The start of economic data driving volatility for both the AUD and CHF pairs is on Tuesday really early (or Monday really late). We will see a couple of data releases coming out that could impact the markets, as they have done so in the past.
In the case of Australia, home sales and the potential spill over into the economy are on everyone’s minds. Therefore, home loan approvals are an indicator lots of people are following. On the Swiss side, we get another look at their unusual employment situation with the release of their March unemployment rate.
If you are trading AUD and/or CHF pairs, here are some things to keep in mind to help set up your trades in the lead up to these volatility-inducing events.
Australian Schedule and Expectations
We start with the Australian data at 03:30 CET (which is 21:30 the day before EST). The only bit of economic insight we’re expecting for the day is the month over month change in home loan approvals and total monthly change in housing investment.
The consensus among analysts is for the number of mortgages in Australia approved to decrease again by 0.4%. However, this would be an improvement over the -2.4% registered last month and the fourth consecutive negative reading. Last month’s data was already a not as negative figure from the prior month. However, home loans have been negative for over a year (with just two exceptions).
Australia Market Moves
The data that the market moves on is usually the number of approved home loans. This considers only the number of mortgages granted for own use, and not for investment, resale or renting. It’s a more accurate reflection of the “core” market since it typically excludes “speculative” house buying.
However, if we are worried about a housing bubble bursting, then the investment in housing loans is the figure we should be looking at. This is because speculatory buying is usually the first to hit an impending housing crisis. On this front, the data has been coming in much more negative and for a longer time than home buying. While this is unlikely to move the market in the immediate term, this is a good gauge of capital flows into the country for investment purposes. And it ought to be watched closely for long-term trends in capital flows.
Swiss Schedule and Expectations
Switzerland’s SECO will be publishing the country’s unemployment rate at 07:45 CET (or 1:45 EST). This is before the European equity markets are open (and most European major traders are at their desks). Projections are for the figure to drop a decimal to 2.3% from the current 2.4%.
We’ve talked at length previously about how Switzerland has an unusual employment situation. During our analysis, we covered why an otherwise small change such as just a decimal (as projected in this case) has an outsized effect on its interpretation by the markets.

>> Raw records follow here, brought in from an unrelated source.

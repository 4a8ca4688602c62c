//! Static passage index for testing
//!
//! Serves a fixed passage list for every query and records the queries it
//! receives.

use crate::block::Passage;
use crate::error::Result;
use crate::index::PassageIndex;

use std::sync::{Arc, Mutex};

/// A passage index that always returns the same passages.
#[derive(Default)]
pub struct StaticIndex {
    passages: Vec<Passage>,
    queries: Arc<Mutex<Vec<(String, usize)>>>,
}

impl StaticIndex {
    /// Create an index with no passages (every query misses)
    #[must_use]
    pub fn empty() -> Self {
        Self::default()
    }

    /// Create an index serving the given passages
    #[must_use]
    pub fn with_passages(passages: Vec<Passage>) -> Self {
        Self {
            passages,
            queries: Arc::new(Mutex::new(Vec::new())),
        }
    }

    /// Every `(text, n_results)` query received so far, in order.
    #[must_use]
    pub fn queries(&self) -> Vec<(String, usize)> {
        self.queries
            .lock()
            .unwrap_or_else(|e| e.into_inner())
            .clone()
    }
}

#[async_trait::async_trait]
impl PassageIndex for StaticIndex {
    async fn query(&self, text: &str, n_results: usize) -> Result<Vec<Passage>> {
        self.queries
            .lock()
            .unwrap_or_else(|e| e.into_inner())
            .push((text.to_string(), n_results));

        Ok(self.passages.iter().take(n_results).cloned().collect())
    }
}
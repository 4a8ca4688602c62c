//! Error types for banter-core

use thiserror::Error;

/// Core error type
#[derive(Debug, Error)]
pub enum Error {
    /// Completion endpoint error
    #[error("llm error: {0}")]
    Llm(#[from] banter_llm::Error),

    /// Knowledge retrieval error
    #[error("knowledge error: {0}")]
    Knowledge(#[from] banter_knowledge::Error),

    /// Session storage error
    #[error("storage error: {0}")]
    Storage(String),

    /// Invalid configuration
    #[error("invalid configuration: {field}")]
    InvalidConfig {
        /// Config field name
        field: String,
        /// Detailed message
        message: String,
    },

    /// Internal error (serialization, lock poisoning, etc.)
    #[error("internal error: {0}")]
    Internal(String),
}

/// Result type alias
pub type Result<T> = std::result::Result<T, Error>;
//! Stream frame decoding for the completion endpoint
//!
//! Streaming responses arrive as newline-separated frames. Each frame is
//! either blank, the `data: [DONE]` terminator, or `data: ` followed by a
//! JSON chunk carrying `choices[0].delta.content`. Decoding is a typed
//! decision per frame so the caller can log and count what it skips instead
//! of suppressing every failure alike.

use serde::Deserialize;

/// Frame prefix preceding each JSON chunk
pub const DATA_PREFIX: &str = "data: ";

/// Terminator payload ending a stream
pub const DONE_SENTINEL: &str = "[DONE]";

/// Outcome of decoding a single stream frame
#[derive(Debug, Clone, PartialEq, Eq)]
pub enum FrameOutcome {
    /// Frame carried an incremental content fragment
    Fragment(String),
    /// Frame was the stream terminator
    Done,
    /// Frame carried nothing usable and is skipped
    Skip(SkipReason),
}

/// Why a frame was skipped
#[derive(Debug, Clone, Copy, PartialEq, Eq)]
pub enum SkipReason {
    /// Blank keep-alive or separator line
    Empty,
    /// Payload failed to parse as JSON
    Malformed,
    /// Chunk parsed but carried no delta content
    NoContent,
}

impl SkipReason {
    /// Returns the string representation
    #[must_use]
    pub fn as_str(&self) -> &'static str {
        match self {
            Self::Empty => "empty",
            Self::Malformed => "malformed",
            Self::NoContent => "no_content",
        }
    }
}

#[derive(Deserialize)]
struct StreamChunk {
    choices: Vec<StreamChoice>,
}

#[derive(Deserialize)]
struct StreamChoice {
    delta: StreamDelta,
}

#[derive(Deserialize)]
struct StreamDelta {
    content: Option<String>,
}

/// Decode one stream frame into a typed outcome.
///
/// Blank frames are skipped, the terminator ends the stream, and the
/// `data: ` prefix is stripped before the JSON payload is parsed. A frame
/// that fails to parse, or parses without delta content (role announcements,
/// finish chunks), is skipped without ending the stream.
#[must_use]
pub fn decode_frame(frame: &str) -> FrameOutcome {
    if frame.is_empty() {
        return FrameOutcome::Skip(SkipReason::Empty);
    }

    let payload = frame.strip_prefix(DATA_PREFIX).unwrap_or(frame);

    if payload.trim() == DONE_SENTINEL {
        return FrameOutcome::Done;
    }

    let chunk: StreamChunk = match serde_json::from_str(payload) {
        Ok(chunk) => chunk,
        Err(_) => return FrameOutcome::Skip(SkipReason::Malformed),
    };

    match chunk.choices.into_iter().next().and_then(|c| c.delta.content) {
        Some(content) => FrameOutcome::Fragment(content),
        None => FrameOutcome::Skip(SkipReason::NoContent),
    }
}

/// Splits an incoming byte stream into complete frames.
///
/// Transport chunks do not align with frame boundaries; bytes are buffered
/// until a newline completes a frame. Carriage returns are stripped.
#[derive(Debug, Default)]
pub struct LineBuffer {
    buf: String,
}

impl LineBuffer {
    /// Create an empty buffer
    #[must_use]
    pub fn new() -> Self {
        Self::default()
    }

    /// Append raw bytes from the transport
    pub fn push(&mut self, bytes: &[u8]) {
        self.buf.push_str(&String::from_utf8_lossy(bytes));
    }

    /// Pop the next complete frame, if one is buffered
    pub fn next_line(&mut self) -> Option<String> {
        let pos = self.buf.find('\n')?;
        let line = self.buf[..pos].trim_end_matches('\r').to_string();
        self.buf.drain(..=pos);
        Some(line)
    }

    /// Drain whatever remains after the transport ends mid-frame
    pub fn take_remainder(&mut self) -> Option<String> {
        if self.buf.is_empty() {
            return None;
        }
        let line = self.buf.trim_end_matches('\r').to_string();
        self.buf.clear();
        Some(line)
    }
}
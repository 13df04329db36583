//! CLI argument definitions using clap

use std::path::PathBuf;

use clap::{Parser, Subcommand, ValueEnum, ValueHint};

/// Point-allocation calculator: spend experience on stats and perks
#[derive(Parser, Debug)]
#[command(name = "xpcalc")]
#[command(author, version, about, long_about = None)]
#[command(propagate_version = true)]
pub struct Cli {
    /// Verbosity (-d info, -dd debug, -ddd trace)
    #[arg(short, long, action = clap::ArgAction::Count, global = true)]
    pub debug: u8,

    /// Config file layered over the global one
    #[arg(short, long, global = true, env = "XPCALC_CONFIG", value_hint = ValueHint::FilePath)]
    pub config: Option<PathBuf>,

    #[command(subcommand)]
    pub command: Option<Commands>,
}

#[derive(Subcommand, Debug)]
pub enum Commands {
    /// Interactive session (default)
    Repl,

    /// Apply intents to a fresh session and print the result
    Eval {
        /// Output format
        #[arg(short, long, value_enum, default_value_t = Format::Text)]
        format: Format,

        /// Intents, one per argument, e.g. "level 5" "inc s1" "add Sneak"
        #[arg(required = true)]
        intents: Vec<String>,
    },

    /// Print the cost tables
    Costs,

    /// Manage settings
    Config {
        #[command(subcommand)]
        command: ConfigCommands,
    },

    /// Generate shell completions
    Completion {
        /// Shell type
        #[arg(value_enum)]
        shell: clap_complete::Shell,
    },
}

#[derive(Subcommand, Debug)]
pub enum ConfigCommands {
    /// Show effective config
    Show,

    /// Show config paths
    Path,

    /// Write config template to the global location
    Init {
        /// Overwrite an existing file
        #[arg(short, long)]
        force: bool,
    },
}

#[derive(ValueEnum, Debug, Clone, Copy, PartialEq, Eq)]
pub enum Format {
    Text,
    Toml,
}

The unemployment rate in Switzerland has been tracking steadily at 2.4% since November. It has also been keeping pace with expectations. The rate has been declining for years, and a further decimal tick down would be well within the trend.
The issue is that employment is usually the last indicator to be affected during economic difficulties. And, given the concerns about the economy among Switzerland’s neighbors and largest clients, a tick down in the rate (an improvement) would likely be seen as a relief for the market. A move higher wouldn’t be all that surprising. And it would help fuel, counterintuitively, strength in the Franc as investors seek a safe haven.